Stored data:
========================================

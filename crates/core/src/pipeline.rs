//! Batch driver: tokenize every record of an input directory in parallel.

use std::collections::BTreeMap;
use std::fs;
use std::path::{Path, PathBuf};
use std::sync::atomic::{AtomicUsize, Ordering};

use rayon::prelude::*;
use serde::Serialize;
use tracing::{debug, info, warn};
use walkdir::WalkDir;

use crate::canonical::CanonicalizerConfig;
use crate::error::{TokenizeError, TokenizeResult};
use crate::record::RevisionRecord;
use crate::revision::tokenize_revision;
use crate::{SourceParser, DEFAULT_TOKEN_BUDGET};

/// Directory holding one checkout per `Repo` value.
pub const DEFAULT_REPO_ROOT: &str = "submodule_repos_to_analyze";

/// Configuration for the tokenization pipeline.
#[derive(Debug, Clone)]
pub struct PipelineConfig {
    pub repo_root: PathBuf,
    /// Maximum number of tokens in the previous-file window.
    pub token_budget: usize,
    /// Worker threads; `None` uses one per core.
    pub threads: Option<usize>,
    /// Re-tokenize inputs whose output file already exists.
    pub overwrite: bool,
    pub canonicalizer: CanonicalizerConfig,
}

impl Default for PipelineConfig {
    fn default() -> Self {
        Self {
            repo_root: PathBuf::from(DEFAULT_REPO_ROOT),
            token_budget: DEFAULT_TOKEN_BUDGET,
            threads: None,
            overwrite: false,
            canonicalizer: CanonicalizerConfig::default(),
        }
    }
}

/// What happened to one input file.
#[derive(Debug, Clone, Copy, PartialEq, Eq)]
pub enum FileOutcome {
    Written { unresolved_identifiers: usize },
    /// The input already carries `TokenizedFileContext`.
    SkippedTokenized,
    /// An output with the same name exists from an earlier run.
    SkippedExisting,
}

/// Totals for one batch run.
#[derive(Debug, Default, Serialize)]
pub struct BatchSummary {
    pub discovered: usize,
    pub written: usize,
    pub skipped_tokenized: usize,
    pub skipped_existing: usize,
    pub rejected: usize,
    pub rejected_by_kind: BTreeMap<String, usize>,
    pub unresolved_identifiers: usize,
}

impl BatchSummary {
    fn record(&mut self, outcome: &TokenizeResult<FileOutcome>) {
        match outcome {
            Ok(FileOutcome::Written {
                unresolved_identifiers,
            }) => {
                self.written += 1;
                self.unresolved_identifiers += unresolved_identifiers;
            }
            Ok(FileOutcome::SkippedTokenized) => self.skipped_tokenized += 1,
            Ok(FileOutcome::SkippedExisting) => self.skipped_existing += 1,
            Err(e) => {
                self.rejected += 1;
                *self.rejected_by_kind.entry(e.kind().to_string()).or_default() += 1;
            }
        }
    }
}

/// `*.json` files directly inside `dir`, sorted by name.
pub fn discover_json_files(dir: &Path) -> TokenizeResult<Vec<PathBuf>> {
    let mut files = Vec::new();
    for entry in WalkDir::new(dir).min_depth(1).max_depth(1).sort_by_file_name() {
        let entry = entry.map_err(|e| TokenizeError::io(dir, e.into()))?;
        let path = entry.path();
        if entry.file_type().is_file() && path.extension().is_some_and(|ext| ext == "json") {
            files.push(path.to_path_buf());
        }
    }
    Ok(files)
}

/// Tokenize one record file into `output_dir` under the same file name.
pub fn process_file<P: SourceParser>(
    input_path: &Path,
    output_dir: &Path,
    parser: &P,
    config: &PipelineConfig,
) -> TokenizeResult<FileOutcome> {
    let file_name = input_path
        .file_name()
        .ok_or_else(|| TokenizeError::MalformedRecord(format!("no file name in {input_path:?}")))?;
    let output_path = output_dir.join(file_name);
    if !config.overwrite && output_path.exists() {
        debug!(path = ?output_path, "output exists, skipping");
        return Ok(FileOutcome::SkippedExisting);
    }

    let text = fs::read_to_string(input_path).map_err(|e| TokenizeError::io(input_path, e))?;
    let record = RevisionRecord::from_json(&text)?;
    if record.is_tokenized() {
        debug!(path = ?input_path, "already tokenized, skipping");
        return Ok(FileOutcome::SkippedTokenized);
    }

    let source_path = record.source_path(&config.repo_root)?;
    let previous_text =
        fs::read_to_string(&source_path).map_err(|e| TokenizeError::io(&source_path, e))?;

    let derived = tokenize_revision(&record, &previous_text, parser, config)?;
    let unresolved_identifiers = derived.unresolved_identifiers;
    let tokenized = record.into_tokenized(derived);

    fs::write(&output_path, tokenized.to_json_pretty()?)
        .map_err(|e| TokenizeError::io(&output_path, e))?;
    info!(file = ?file_name, unresolved_identifiers, "written");

    Ok(FileOutcome::Written {
        unresolved_identifiers,
    })
}

/// Process every record of `input_dir` in parallel.
///
/// Per-record failures are logged and counted in the summary. Only a missing
/// input directory, an uncreatable output directory or a thread pool that
/// cannot start abort the run.
pub fn process_directory<P>(
    input_dir: &Path,
    output_dir: &Path,
    parser: &P,
    config: &PipelineConfig,
) -> TokenizeResult<BatchSummary>
where
    P: SourceParser + Sync,
{
    let files = discover_json_files(input_dir)?;
    fs::create_dir_all(output_dir).map_err(|e| TokenizeError::io(output_dir, e))?;

    let total_files = files.len();
    info!(total_files, input = ?input_dir, output = ?output_dir, "starting batch");

    let pool = rayon::ThreadPoolBuilder::new()
        .num_threads(config.threads.unwrap_or(0))
        .build()?;
    let processed_count = AtomicUsize::new(0);

    let outcomes: Vec<TokenizeResult<FileOutcome>> = pool.install(|| {
        files
            .par_iter()
            .map(|path| {
                let outcome = process_file(path, output_dir, parser, config);
                let count = processed_count.fetch_add(1, Ordering::Relaxed) + 1;
                if let Err(e) = &outcome {
                    warn!(file = ?path, kind = e.kind(), error = %e, "record rejected");
                }
                if count % 100 == 0 || count == total_files {
                    info!("processed {count}/{total_files} records");
                }
                outcome
            })
            .collect()
    });

    let mut summary = BatchSummary {
        discovered: total_files,
        ..Default::default()
    };
    for outcome in &outcomes {
        summary.record(outcome);
    }
    info!(
        written = summary.written,
        rejected = summary.rejected,
        skipped = summary.skipped_tokenized + summary.skipped_existing,
        "batch finished"
    );

    Ok(summary)
}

========================================

# PROBLEM TO SOLVE
Word for word, write out each record shown above.

# SOLVED EXERCISE
filename crates/core/src/pipeline.rs
//! Batch driver: tokenize every record of an input directory in parallel.

use std::collections::BTreeMap;
use std::fs;
use std::path::{Path, PathBuf};
use std::sync::atomic::{AtomicUsize, Ordering};

use rayon::prelude::*;
use serde::Serialize;
use tracing::{debug, info, warn};
use walkdir::WalkDir;

use crate::canonical::CanonicalizerConfig;
use crate::error::{TokenizeError, TokenizeResult};
use crate::record::RevisionRecord;
use crate::revision::tokenize_revision;
use crate::{SourceParser, DEFAULT_TOKEN_BUDGET};

/// Directory holding one checkout per `Repo` value.
pub const DEFAULT_REPO_ROOT: &str = "submodule_repos_to_analyze";

/// Configuration for the tokenization pipeline.
#[derive(Debug, Clone)]
pub struct PipelineConfig {
    pub repo_root: PathBuf,
    /// Maximum number of tokens in the previous-file window.
    pub token_budget: usize,
    /// Worker threads; `None` uses one per core.
    pub threads: Option<usize>,
    /// Re-tokenize inputs whose output file already exists.
    pub overwrite: bool,
    pub canonicalizer: CanonicalizerConfig,
}

impl Default for PipelineConfig {
    fn default() -> Self {
        Self {
            repo_root: PathBuf::from(DEFAULT_REPO_ROOT),
            token_budget: DEFAULT_TOKEN_BUDGET,
            threads: None,
            overwrite: false,
            canonicalizer: CanonicalizerConfig::default(),
        }
    }
}

/// What happened to one input file.
#[derive(Debug, Clone, Copy, PartialEq, Eq)]
pub enum FileOutcome {
    Written { unresolved_identifiers: usize },
    /// The input already carries `TokenizedFileContext`.
    SkippedTokenized,
    /// An output with the same name exists from an earlier run.
    SkippedExisting,
}

/// Totals for one batch run.
#[derive(Debug, Default, Serialize)]
pub struct BatchSummary {
    pub discovered: usize,
    pub written: usize,
    pub skipped_tokenized: usize,
    pub skipped_existing: usize,
    pub rejected: usize,
    pub rejected_by_kind: BTreeMap<String, usize>,
    pub unresolved_identifiers: usize,
}

impl BatchSummary {
    fn record(&mut self, outcome: &TokenizeResult<FileOutcome>) {
        match outcome {
            Ok(FileOutcome::Written {
                unresolved_identifiers,
            }) => {
                self.written += 1;
                self.unresolved_identifiers += unresolved_identifiers;
            }
            Ok(FileOutcome::SkippedTokenized) => self.skipped_tokenized += 1,
            Ok(FileOutcome::SkippedExisting) => self.skipped_existing += 1,
            Err(e) => {
                self.rejected += 1;
                *self.rejected_by_kind.entry(e.kind().to_string()).or_default() += 1;
            }
        }
    }
}

/// `*.json` files directly inside `dir`, sorted by name.
pub fn discover_json_files(dir: &Path) -> TokenizeResult<Vec<PathBuf>> {
    let mut files = Vec::new();
    for entry in WalkDir::new(dir).min_depth(1).max_depth(1).sort_by_file_name() {
        let entry = entry.map_err(|e| TokenizeError::io(dir, e.into()))?;
        let path = entry.path();
        if entry.file_type().is_file() && path.extension().is_some_and(|ext| ext == "json") {
            files.push(path.to_path_buf());
        }
    }
    Ok(files)
}

/// Tokenize one record file into `output_dir` under the same file name.
pub fn process_file<P: SourceParser>(
    input_path: &Path,
    output_dir: &Path,
    parser: &P,
    config: &PipelineConfig,
) -> TokenizeResult<FileOutcome> {
    let file_name = input_path
        .file_name()
        .ok_or_else(|| TokenizeError::MalformedRecord(format!("no file name in {input_path:?}")))?;
    let output_path = output_dir.join(file_name);
    if !config.overwrite && output_path.exists() {
        debug!(path = ?output_path, "output exists, skipping");
        return Ok(FileOutcome::SkippedExisting);
    }

    let text = fs::read_to_string(input_path).map_err(|e| TokenizeError::io(input_path, e))?;
    let record = RevisionRecord::from_json(&text)?;
    if record.is_tokenized() {
        debug!(path = ?input_path, "already tokenized, skipping");
        return Ok(FileOutcome::SkippedTokenized);
    }

    let source_path = record.source_path(&config.repo_root)?;
    let previous_text =
        fs::read_to_string(&source_path).map_err(|e| TokenizeError::io(&source_path, e))?;

    let derived = tokenize_revision(&record, &previous_text, parser, config)?;
    let unresolved_identifiers = derived.unresolved_identifiers;
    let tokenized = record.into_tokenized(derived);

    fs::write(&output_path, tokenized.to_json_pretty()?)
        .map_err(|e| TokenizeError::io(&output_path, e))?;
    info!(file = ?file_name, unresolved_identifiers, "written");

    Ok(FileOutcome::Written {
        unresolved_identifiers,
    })
}

/// Process every record of `input_dir` in parallel.
///
/// Per-record failures are logged and counted in the summary. Only a missing
/// input directory, an uncreatable output directory or a thread pool that
/// cannot start abort the run.
pub fn process_directory<P>(
    input_dir: &Path,
    output_dir: &Path,
    parser: &P,
    config: &PipelineConfig,
) -> TokenizeResult<BatchSummary>
where
    P: SourceParser + Sync,
{
    let files = discover_json_files(input_dir)?;
    fs::create_dir_all(output_dir).map_err(|e| TokenizeError::io(output_dir, e))?;

    let total_files = files.len();
    info!(total_files, input = ?input_dir, output = ?output_dir, "starting batch");

    let pool = rayon::ThreadPoolBuilder::new()
        .num_threads(config.threads.unwrap_or(0))
        .build()?;
    let processed_count = AtomicUsize::new(0);

    let outcomes: Vec<TokenizeResult<FileOutcome>> = pool.install(|| {
        files
            .par_iter()
            .map(|path| {
                let outcome = process_file(path, output_dir, parser, config);
                let count = processed_count.fetch_add(1, Ordering::Relaxed) + 1;
                if let Err(e) = &outcome {
                    warn!(file = ?path, kind = e.kind(), error = %e, "record rejected");
                }
                if count % 100 == 0 || count == total_files {
                    info!("processed {count}/{total_files} records");
                }
                outcome
            })
            .collect()
    });

    let mut summary = BatchSummary {
        discovered: total_files,
        ..Default::default()
    };
    for outcome in &outcomes {
        summary.record(outcome);
    }
    info!(
        written = summary.written,
        rejected = summary.rejected,
        skipped = summary.skipped_tokenized + summary.skipped_existing,
        "batch finished"
    );

    Ok(summary)
}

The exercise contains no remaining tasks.